- Work instructions
Copy every line of the records below that holds the word "core".

=== The records ===

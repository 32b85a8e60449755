//! Test utilities for rocm-configure unit tests.
//!
//! Provides a fabricated toolkit tree on disk and, on unix, a fake host
//! compiler that replays canned diagnostic output.
//!
//! # Example
//!
//! ```rust,ignore
//! use rocm_configure::test_support::{FakeCompiler, ToolkitFixture};
//!
//! #[test]
//! fn test_example() {
//!     let fixture = ToolkitFixture::with_all_libraries();
//!     let cc = FakeCompiler::new(fixtures::GCC_CXX_STDERR, fixtures::GCC_C_STDERR);
//!     let host = fixture.host(&[("TF_NEED_ROCM", "1")]);
//!     // Run probes against `host` and `cc.path()`...
//! }
//! ```

pub mod fixtures;

use std::fs;
use std::path::{Path, PathBuf};

use tempfile::TempDir;

use crate::core::host::{EnvSnapshot, HostConfig, HostOs};
use crate::core::library::RocmLibrary;
use crate::util::config::Config;

pub use fixtures::*;

/// A throwaway ROCm installation root.
#[derive(Debug)]
pub struct ToolkitFixture {
    tmp: TempDir,
}

impl ToolkitFixture {
    /// Create an empty toolkit root.
    pub fn new() -> Self {
        ToolkitFixture {
            tmp: TempDir::new().expect("failed to create temp dir"),
        }
    }

    /// Create a toolkit root holding every library the local
    /// configuration needs (Linux names, `lib/` layout) and a few headers.
    pub fn with_all_libraries() -> Self {
        let fixture = ToolkitFixture::new();
        for lib in RocmLibrary::ALL {
            let file_name = lib
                .spec()
                .file_name(&HostOs::Linux)
                .expect("Linux names are always valid");
            let rel = Path::new(lib.subdir()).join("lib").join(file_name);
            fixture.add_file(rel);
        }
        fixture.write("include/hip/hip_runtime.h", "#pragma once\n");
        fixture.write("include/hip/hcc_detail/hip_fp16.h", "#pragma once\n");
        fixture.write("rocfft/include/rocfft.h", "#pragma once\n");
        fixture.write("rocblas/include/rocblas.h", "#pragma once\n");
        fixture.write("miopen/include/miopen/miopen.h", "#pragma once\n");
        fixture
    }

    pub fn root(&self) -> &Path {
        self.tmp.path()
    }

    /// Create an empty file (and its parents) relative to the root.
    pub fn add_file(&self, rel: impl AsRef<Path>) -> PathBuf {
        self.write(rel, "")
    }

    /// Create a directory (and its parents) relative to the root.
    pub fn add_dir(&self, rel: impl AsRef<Path>) -> PathBuf {
        let path = self.root().join(rel);
        fs::create_dir_all(&path).expect("failed to create fixture dir");
        path
    }

    /// Write a file relative to the root.
    pub fn write(&self, rel: impl AsRef<Path>, contents: &str) -> PathBuf {
        let path = self.root().join(rel);
        if let Some(parent) = path.parent() {
            fs::create_dir_all(parent).expect("failed to create fixture dir");
        }
        fs::write(&path, contents).expect("failed to write fixture file");
        path
    }

    /// A Linux host whose toolkit root is this fixture, plus extra
    /// environment pairs.
    pub fn host(&self, extra: &[(&str, &str)]) -> HostConfig {
        let root = self.root().to_string_lossy().into_owned();
        let mut pairs: Vec<(String, String)> =
            vec![("ROCM_TOOLKIT_PATH".to_string(), root)];
        pairs.extend(extra.iter().map(|(k, v)| (k.to_string(), v.to_string())));

        HostConfig::with_os(
            &EnvSnapshot::from_pairs(pairs),
            &Config::default(),
            HostOs::Linux,
        )
    }
}

impl Default for ToolkitFixture {
    fn default() -> Self {
        Self::new()
    }
}

/// A shell script standing in for the host compiler.
///
/// Invoked with `-xc++` it prints the C++ canned output to stderr,
/// otherwise the C one, then exits with the configured status.
#[cfg(unix)]
#[derive(Debug)]
pub struct FakeCompiler {
    tmp: TempDir,
}

#[cfg(unix)]
impl FakeCompiler {
    pub fn new(cxx_stderr: &str, c_stderr: &str) -> Self {
        Self::with_status(cxx_stderr, c_stderr, 0)
    }

    pub fn with_status(cxx_stderr: &str, c_stderr: &str, status: i32) -> Self {
        use std::os::unix::fs::PermissionsExt;

        let tmp = TempDir::new().expect("failed to create temp dir");
        fs::write(tmp.path().join("cxx.stderr"), cxx_stderr).expect("write cxx.stderr");
        fs::write(tmp.path().join("c.stderr"), c_stderr).expect("write c.stderr");

        let script = format!(
            "#!/bin/sh\n\
             cat > /dev/null\n\
             dir=$(dirname \"$0\")\n\
             case \"$*\" in\n\
             \x20 *-xc++*) cat \"$dir/cxx.stderr\" >&2 ;;\n\
             \x20 *) cat \"$dir/c.stderr\" >&2 ;;\n\
             esac\n\
             echo '# 0 \"<stdin>\"'\n\
             exit {}\n",
            status
        );
        let path = tmp.path().join("gcc");
        fs::write(&path, script).expect("write fake compiler");
        fs::set_permissions(&path, fs::Permissions::from_mode(0o755)).expect("chmod");

        FakeCompiler { tmp }
    }

    pub fn path(&self) -> PathBuf {
        self.tmp.path().join("gcc")
    }
}
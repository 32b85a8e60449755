//! CLI definitions using clap.

use std::path::PathBuf;

use clap::{Args, Parser, Subcommand};
use clap_complete::Shell;

/// rocm-configure - detect a ROCm toolkit and generate build configuration
#[derive(Parser)]
#[command(name = "rocm-configure")]
#[command(author, version, about, long_about = None)]
pub struct Cli {
    /// Enable verbose output
    #[arg(short, long, global = true)]
    pub verbose: bool,

    /// Disable colored output
    #[arg(long, global = true)]
    pub no_color: bool,

    /// Extra configuration file, merged over the global and project ones
    #[arg(long, global = true, value_name = "FILE", env = "ROCM_CONFIGURE_CONFIG")]
    pub config: Option<PathBuf>,

    #[command(subcommand)]
    pub command: Commands,
}

#[derive(Subcommand)]
pub enum Commands {
    /// Generate the rocm/ and crosstool/ configuration trees
    Configure(ConfigureArgs),

    /// Show the detected host facts and the selected mode
    Show(ShowArgs),

    /// Print the host compiler's default include directories
    Includes(IncludesArgs),

    /// Print the platform file name of a library
    Libname(LibnameArgs),

    /// Check the host compiler and ROCm installation
    Doctor,

    /// Generate shell completions
    Completions(CompletionsArgs),
}

#[derive(Args)]
pub struct ConfigureArgs {
    /// Directory to generate into (defaults to `rocm_config` or the
    /// configured `[output] dir`)
    #[arg(short, long, value_name = "DIR")]
    pub output: Option<PathBuf>,
}

#[derive(Args)]
pub struct ShowArgs {
    /// Print JSON instead of text
    #[arg(long)]
    pub json: bool,
}

#[derive(Args)]
pub struct IncludesArgs {
    /// Compiler to query instead of the detected one
    #[arg(long, value_name = "PATH")]
    pub compiler: Option<PathBuf>,
}

#[derive(Args)]
pub struct LibnameArgs {
    /// Logical library name, e.g. `rocblas`
    pub name: String,

    /// Name the static library
    #[arg(long = "static")]
    pub is_static: bool,

    /// Version suffix for shared libraries
    #[arg(long)]
    pub version: Option<String>,

    /// Host OS tag (Linux, FreeBSD, Darwin, Windows); defaults to this host
    #[arg(long)]
    pub os: Option<String>,
}

#[derive(Args)]
pub struct CompletionsArgs {
    /// Shell to generate completions for
    #[arg(value_enum)]
    pub shell: Shell,
}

===

- Solution for this exercise
use crate::core::host::{EnvSnapshot, HostConfig, HostOs};
use crate::core::library::RocmLibrary;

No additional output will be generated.